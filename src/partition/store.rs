//! Catalog Store - Strategy Fallback Chain
//!
//! Ingests a channel list by running partition strategies in plan order
//! until one succeeds, then writes the metadata record that makes its
//! fragments reachable. Retrieval dispatches on that record.

use std::sync::Arc;
use std::time::Instant;

use parking_lot::RwLock;
use serde::Serialize;
use tracing::instrument;

use super::{
    category, catalog_prefix, chunked, metadata_key, metadata_only, priority, Band,
    CatalogSlice, CategoryPopularity, Fragments, PartitionConfig, PartitionLayout,
    PartitionMetadata, StrategyKind, UsageProfile, WindowRequest,
};
use crate::cache::{ContentType, TieredCacheManager};
use crate::catalog::Channel;
use crate::error::{Error, Result};

/// Outcome of one strategy in the chain
#[derive(Debug, Clone, PartialEq, Eq, Serialize)]
pub struct StrategyAttempt {
    pub strategy: StrategyKind,
    pub succeeded: bool,
    #[serde(skip_serializing_if = "Option::is_none")]
    pub error: Option<String>,
    pub elapsed_ms: u64,
}

/// Result of a successful ingestion
#[derive(Debug, Clone, PartialEq, Eq, Serialize)]
pub struct PartitionReport {
    pub catalog_id: String,
    pub total_channels: usize,
    /// Strategy whose layout is now live
    pub strategy: StrategyKind,
    /// Every attempt, in order
    pub attempts: Vec<StrategyAttempt>,
    pub elapsed_ms: u64,
}

impl PartitionReport {
    /// Strategies that failed before the live one
    pub fn failed(&self) -> impl Iterator<Item = &StrategyAttempt> {
        self.attempts.iter().filter(|a| !a.succeeded)
    }
}

/// Partitioned catalog storage over the tiered cache
pub struct CatalogStore {
    manager: Arc<TieredCacheManager>,
    config: PartitionConfig,
    usage: RwLock<UsageProfile>,
    popularity: RwLock<CategoryPopularity>,
}

impl CatalogStore {
    pub fn new(manager: Arc<TieredCacheManager>) -> Self {
        Self::with_config(manager, PartitionConfig::default())
    }

    pub fn with_config(manager: Arc<TieredCacheManager>, config: PartitionConfig) -> Self {
        Self {
            manager,
            config,
            usage: RwLock::new(UsageProfile::default()),
            popularity: RwLock::new(CategoryPopularity::default()),
        }
    }

    pub fn manager(&self) -> &Arc<TieredCacheManager> {
        &self.manager
    }

    pub fn config(&self) -> &PartitionConfig {
        &self.config
    }

    // =========================================================================
    // Usage
    // =========================================================================

    /// Snapshot of the usage profile
    pub fn usage(&self) -> UsageProfile {
        self.usage.read().clone()
    }

    pub fn set_usage(&self, usage: UsageProfile) {
        *self.usage.write() = usage;
    }

    pub fn add_favorite(&self, channel_id: &str) {
        self.usage.write().add_favorite(channel_id);
    }

    pub fn record_view(&self, channel_id: &str) {
        let now = self.manager.now_ms();
        self.usage.write().record_view(channel_id, now);
    }

    pub fn set_popularity(&self, popularity: CategoryPopularity) {
        *self.popularity.write() = popularity;
    }

    // =========================================================================
    // Ingestion
    // =========================================================================

    /// Partition `channels` under `catalog_id`, trying `plan` in order
    ///
    /// Fragments left by the previous ingestion of this id are removed first.
    #[instrument(skip(self, channels, plan), fields(channels = channels.len()))]
    pub async fn ingest(
        &self,
        catalog_id: &str,
        channels: &[Channel],
        content_type: ContentType,
        plan: &[StrategyKind],
    ) -> Result<PartitionReport> {
        let started = Instant::now();
        let removed = self.invalidate(catalog_id).await;
        if removed > 0 {
            tracing::debug!(catalog = %catalog_id, removed, "Removed previous catalog fragments");
        }

        let fragments = Fragments {
            manager: &self.manager,
            config: &self.config,
            catalog_id,
            content_type,
        };
        let usage = self.usage();
        let popularity = self.popularity.read().clone();

        let mut attempts = Vec::with_capacity(plan.len());
        for &strategy in plan {
            let attempt_started = Instant::now();
            let result = match strategy {
                StrategyKind::Chunked => chunked::write(&fragments, channels).await,
                StrategyKind::Category => category::write(&fragments, channels).await,
                StrategyKind::Priority => {
                    priority::write(&fragments, channels, &usage, &popularity).await
                }
                StrategyKind::MetadataOnly => metadata_only::write(&fragments, channels).await,
            };
            let result = match result {
                Ok(layout) => self.commit(&fragments, strategy, layout).await,
                Err(e) => Err(e),
            };
            let elapsed_ms = attempt_started.elapsed().as_millis() as u64;

            match result {
                Ok(()) => {
                    attempts.push(StrategyAttempt {
                        strategy,
                        succeeded: true,
                        error: None,
                        elapsed_ms,
                    });
                    let report = PartitionReport {
                        catalog_id: catalog_id.to_string(),
                        total_channels: channels.len(),
                        strategy,
                        attempts,
                        elapsed_ms: started.elapsed().as_millis() as u64,
                    };
                    tracing::info!(
                        catalog = %catalog_id,
                        strategy = %strategy,
                        channels = channels.len(),
                        failed_attempts = report.failed().count(),
                        elapsed_ms = report.elapsed_ms,
                        "Catalog partitioned"
                    );
                    return Ok(report);
                }
                Err(e) => {
                    tracing::warn!(catalog = %catalog_id, strategy = %strategy, "Partition strategy failed: {}", e);
                    attempts.push(StrategyAttempt {
                        strategy,
                        succeeded: false,
                        error: Some(e.to_string()),
                        elapsed_ms,
                    });
                }
            }
        }

        Err(Error::AllStrategiesFailed {
            catalog_id: catalog_id.to_string(),
            attempted: attempts
                .iter()
                .map(|a| a.strategy.as_str())
                .collect::<Vec<_>>()
                .join(", "),
        })
    }

    /// Store the metadata record; the layout is live once this succeeds
    async fn commit(&self, fragments: &Fragments<'_>, strategy: StrategyKind, layout: PartitionLayout) -> Result<()> {
        let metadata = PartitionMetadata {
            catalog_id: fragments.catalog_id.to_string(),
            content_type: fragments.content_type,
            written_at: self.manager.now_ms(),
            layout,
        };
        let outcome = self
            .manager
            .set(&metadata_key(fragments.catalog_id), &metadata, ContentType::Metadata)
            .await
            .map_err(|e| fragments.failure(strategy, e.to_string()))?;
        if !outcome.is_stored() {
            return Err(fragments.failure(strategy, "metadata record was not stored"));
        }
        Ok(())
    }

    // =========================================================================
    // Retrieval
    // =========================================================================

    /// The live layout of `catalog_id`
    pub async fn metadata(&self, catalog_id: &str) -> Option<PartitionMetadata> {
        self.manager
            .get(&metadata_key(catalog_id), ContentType::Metadata)
            .await
    }

    /// Read a window or category; `None` when the catalog or any needed
    /// fragment is missing
    pub async fn retrieve(&self, catalog_id: &str, request: &WindowRequest) -> Option<CatalogSlice> {
        let metadata = self.metadata(catalog_id).await?;
        let fragments = Fragments {
            manager: &self.manager,
            config: &self.config,
            catalog_id,
            content_type: metadata.content_type,
        };

        let slice = match &metadata.layout {
            PartitionLayout::Chunked {
                total_channels,
                chunk_size,
                chunk_count,
            } => CatalogSlice::Channels(
                chunked::read(&fragments, *total_channels, *chunk_size, *chunk_count, request).await?,
            ),
            PartitionLayout::Category { categories, .. } => {
                CatalogSlice::Channels(category::read(&fragments, categories, request).await?)
            }
            PartitionLayout::Priority { bands, .. } => {
                CatalogSlice::Channels(priority::read(&fragments, bands, request).await?)
            }
            PartitionLayout::MetadataOnly { .. } => {
                CatalogSlice::Summaries(metadata_only::read(&fragments, request).await?)
            }
        };
        if slice.is_empty() {
            tracing::debug!(catalog = %catalog_id, "Retrieval produced no channels");
        }
        Some(slice)
    }

    /// Every channel, in source order; `None` for metadata-only layouts
    pub async fn load_all(&self, catalog_id: &str) -> Option<Vec<Channel>> {
        self.retrieve(catalog_id, &WindowRequest::all())
            .await?
            .into_channels()
    }

    /// One priority band in priority order; `None` unless the layout is
    /// by-priority
    pub async fn band(&self, catalog_id: &str, band: Band) -> Option<Vec<Channel>> {
        let metadata = self.metadata(catalog_id).await?;
        let PartitionLayout::Priority { bands, .. } = &metadata.layout else {
            return None;
        };
        let fragments = Fragments {
            manager: &self.manager,
            config: &self.config,
            catalog_id,
            content_type: metadata.content_type,
        };
        priority::read_band(&fragments, bands, band).await
    }

    /// Drop every key of `catalog_id`
    pub async fn invalidate(&self, catalog_id: &str) -> usize {
        self.manager.invalidate_prefix(&catalog_prefix(catalog_id)).await
    }
}

// =============================================================================
// Tests
// =============================================================================
//! Error types for the IPTV catalog cache engine

use thiserror::Error;

/// Result type alias using our Error type
pub type Result<T> = std::result::Result<T, Error>;

/// Errors that can occur in the cache engine
#[derive(Error, Debug)]
pub enum Error {
    // =========================================================================
    // Tier Errors
    // =========================================================================
    /// Backing medium missing or disabled
    #[error("Storage unavailable for {tier} tier: {reason}")]
    StorageUnavailable { tier: String, reason: String },

    /// Durable write rejected by the backing medium's quota
    #[error("Quota exceeded writing '{key}' ({size} bytes)")]
    QuotaExceeded { key: String, size: u64 },

    /// Entry could not be deserialized or decompressed
    #[error("Corrupt entry '{key}': {reason}")]
    CorruptEntry { key: String, reason: String },

    // =========================================================================
    // Catalog Errors
    // =========================================================================
    /// Raw source is not a known catalog format
    #[error("Failed to parse catalog from {source_url}: {reason}")]
    ParseFailure { source_url: String, reason: String },

    /// Fetching the raw catalog failed
    #[error("Failed to fetch catalog from {source_url}: {reason}")]
    FetchFailed { source_url: String, reason: String },

    /// A single partition strategy could not write its fragments
    #[error("Partition strategy '{strategy}' failed for catalog {catalog_id}: {reason}")]
    PartitionStrategyFailure {
        strategy: String,
        catalog_id: String,
        reason: String,
    },

    /// Every strategy in the fallback chain failed
    #[error("All partition strategies failed for catalog {catalog_id} (tried: {attempted})")]
    AllStrategiesFailed {
        catalog_id: String,
        attempted: String,
    },

    // =========================================================================
    // Plumbing
    // =========================================================================
    /// I/O error
    #[error("I/O error: {0}")]
    Io(#[from] std::io::Error),

    /// JSON (de)serialization error
    #[error("JSON error: {0}")]
    Json(#[from] serde_json::Error),

    /// YAML configuration error
    #[error("YAML error: {0}")]
    Yaml(#[from] serde_yaml::Error),

    /// HTTP client error
    #[error("HTTP error: {0}")]
    Http(#[from] reqwest::Error),

    /// Configuration error
    #[error("Configuration error: {0}")]
    Config(String),

    /// Internal error
    #[error("Internal error: {0}")]
    Internal(String),
}

impl Error {
    /// Build a corrupt-entry error
    pub fn corrupt(key: impl Into<String>, reason: impl std::fmt::Display) -> Self {
        Error::CorruptEntry {
            key: key.into(),
            reason: reason.to_string(),
        }
    }

    /// Build a storage-unavailable error
    pub fn unavailable(tier: impl Into<String>, reason: impl std::fmt::Display) -> Self {
        Error::StorageUnavailable {
            tier: tier.into(),
            reason: reason.to_string(),
        }
    }

    /// Returns true for quota rejections (the only error that triggers evict-and-retry)
    pub fn is_quota_exceeded(&self) -> bool {
        matches!(self, Error::QuotaExceeded { .. })
    }
}

#[cfg(test)]
mod tests {
    use super::*;

    #[test]
    fn test_error_display() {
        let err = Error::QuotaExceeded {
            key: "cat:chunk_0".to_string(),
            size: 2048,
        };
        assert_eq!(
            err.to_string(),
            "Quota exceeded writing 'cat:chunk_0' (2048 bytes)"
        );
        assert!(err.is_quota_exceeded());
        assert!(!Error::corrupt("k", "bad token").is_quota_exceeded());
    }
}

•••••

◆ **Problem to work on**: Transcribe each line of the data above, unaltered, from the one where "pub fn failed(&self)" appears to the one where "pub fn new(manager: Arc<TieredCacheManager>)" appears, inclusive of both.

◆ **Result**:
    pub fn failed(&self) -> impl Iterator<Item = &StrategyAttempt> {
        self.attempts.iter().filter(|a| !a.succeeded)
    }
}

/// Partitioned catalog storage over the tiered cache
pub struct CatalogStore {
    manager: Arc<TieredCacheManager>,
    config: PartitionConfig,
    usage: RwLock<UsageProfile>,
    popularity: RwLock<CategoryPopularity>,
}

impl CatalogStore {
    pub fn new(manager: Arc<TieredCacheManager>) -> Self {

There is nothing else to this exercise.